Yuval Sharon aber, der junge Kalifornier, war unerfahren und musste sich mit einem vorhandenen Konzept abfinden, sein Regie-Vorgänger Alvis Hermanis war ja Knall auf Fall abgesprungen. So blieb nur noch Schadensbegrenzung. Musikalisch freilich gab es Gründe zum Jubeln, wenn auch nicht ganz so viele, wie das Premierenpublikum beklatschte. Waltraud Meier zum Beispiel wurde quasi für ihr Lebenswerk gefeiert, steht sie doch im letzten Jahr ihrer Karriere und nach 18-jähriger Bayreuth-Pause als Ortrud auf der Bühne. Ihre Stimme ist angestrengt und überfordert, ihr Charisma ungebrochen, die Ausstrahlung sagenhaft. Anja Harteros hatte schon im Vorfeld Probleme mit Wagners Frauenbild signalisiert: Ihre forsche, bisweilen harte Stimme passte überhaupt nicht zu der devoten, verhuschten Träumerin, die sie hier geben musste. Tenor Piotr Beczała dagegen hatte in der Titelrolle das angemessen kernige Organ für sein handfestes Elektriker-Outfit. Ein ätherischer Heilsbringer war er nicht, diesen Part hat in Bayreuth keiner besser ausgefüllt als der jungenhafte Klaus-Florian Vogt. Die Grals-Erzählung am Schluss wirkte bei Beczała eher melodramatisch als tragisch, auch, weil er sie teilweise im Liegen absolvieren musste.

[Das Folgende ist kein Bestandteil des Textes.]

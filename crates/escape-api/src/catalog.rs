//! Room catalog: rooms, their stages and team rosters
//!
//! Loaded once at startup from YAML. Stage metadata stays an untyped JSON
//! value; the gate parser copes with whatever is in there.

use serde::{Deserialize, Serialize};
use serde_json::Value;
use std::collections::HashSet;
use std::path::Path;
use thiserror::Error;

#[derive(Error, Debug)]
pub enum CatalogError {
    #[error("CATALOG/IO: {0}")]
    Io(#[from] std::io::Error),

    #[error("CATALOG/PARSE: {0}")]
    Parse(#[from] serde_yaml::Error),

    #[error("CATALOG/INVALID: {0}")]
    Invalid(String),
}

#[derive(Debug, Clone, Default, Serialize, Deserialize)]
#[serde(rename_all = "camelCase")]
pub struct Catalog {
    #[serde(default)]
    pub rooms: Vec<RoomConfig>,
    #[serde(default)]
    pub teams: Vec<TeamConfig>,
}

#[derive(Debug, Clone, Serialize, Deserialize)]
#[serde(rename_all = "camelCase")]
pub struct RoomConfig {
    pub id: String,
    #[serde(default)]
    pub name: Option<String>,
    pub stages: Vec<StageConfig>,
}

#[derive(Debug, Clone, Serialize, Deserialize)]
#[serde(rename_all = "camelCase")]
pub struct StageConfig {
    pub index: u32,
    #[serde(default)]
    pub title: Option<String>,
    pub correct_answer: String,
    /// Free-form stage metadata; may hold a `contributionGate`
    #[serde(default)]
    pub meta: Value,
}

impl StageConfig {
    /// Trimmed, case-insensitive comparison against the stage's answer.
    pub fn accepts(&self, answer: &str) -> bool {
        answer.trim().to_lowercase() == self.correct_answer.trim().to_lowercase()
    }
}

#[derive(Debug, Clone, Serialize, Deserialize)]
#[serde(rename_all = "camelCase")]
pub struct TeamConfig {
    pub id: String,
    #[serde(default)]
    pub members: Vec<String>,
}

impl RoomConfig {
    pub fn stage(&self, index: u32) -> Option<&StageConfig> {
        self.stages.iter().find(|s| s.index == index)
    }

    pub fn stage_count(&self) -> u32 {
        u32::try_from(self.stages.len()).unwrap_or(u32::MAX)
    }
}

impl Catalog {
    /// Parse and validate a YAML catalog
    pub fn from_yaml(yaml: &str) -> Result<Self, CatalogError> {
        let catalog: Catalog = serde_yaml::from_str(yaml)?;
        catalog.validate()?;
        Ok(catalog)
    }

    pub fn from_path(path: impl AsRef<Path>) -> Result<Self, CatalogError> {
        let yaml = std::fs::read_to_string(path)?;
        Self::from_yaml(&yaml)
    }

    /// Room ids and team ids are unique; each room numbers its stages 1..=n.
    pub fn validate(&self) -> Result<(), CatalogError> {
        let mut room_ids = HashSet::new();
        for room in &self.rooms {
            if !room_ids.insert(room.id.as_str()) {
                return Err(CatalogError::Invalid(format!("duplicate room id {}", room.id)));
            }
            let mut indices: Vec<u32> = room.stages.iter().map(|s| s.index).collect();
            indices.sort_unstable();
            let expected: Vec<u32> = (1..=room.stage_count()).collect();
            if indices != expected {
                return Err(CatalogError::Invalid(format!(
                    "room {} must number its stages 1..={}, got {:?}",
                    room.id,
                    room.stages.len(),
                    indices
                )));
            }
        }

        let mut team_ids = HashSet::new();
        for team in &self.teams {
            if !team_ids.insert(team.id.as_str()) {
                return Err(CatalogError::Invalid(format!("duplicate team id {}", team.id)));
            }
        }
        Ok(())
    }

    pub fn room(&self, id: &str) -> Option<&RoomConfig> {
        self.rooms.iter().find(|r| r.id == id)
    }

    pub fn team(&self, id: &str) -> Option<&TeamConfig> {
        self.teams.iter().find(|t| t.id == id)
    }

    /// Current member ids of a team
    pub fn roster(&self, team_id: &str) -> Option<&[String]> {
        self.team(team_id).map(|t| t.members.as_slice())
    }
}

Martialisches Tosen und Toben

Georg Zeppenfeld als König Heinrich war ein "Mann ohne Eigenschaften", wie auch der Heerrufer von Egils Silins und der Bösewicht Telramund, der von Tomasz Konieczny nicht ganz akzentfrei intoniert wurde. Was sie alle antrieb, das blieb schleierhaft. Christian Thielemann im Orchestergraben war vor allem im ersten Akt viel zu laut, obwohl er genau das als Gefahr gewittert hatte. Vom irisierenden, silbrigen Lohengrin-Sound war wenig zu hören, dafür viel robustes, martialisches Tosen und Toben, was die langatmigen Aufmärsche des Chors auch nicht interessanter machte. Was bleibt im Gedächtnis? Ein überflüssiger Luftkampf, eine schneeweiße Drohne statt einem Schwan, Bibelstunde und Fesselspiele in Lohengrins Schlafzimmer. Sind die Holländer wirklich so fad?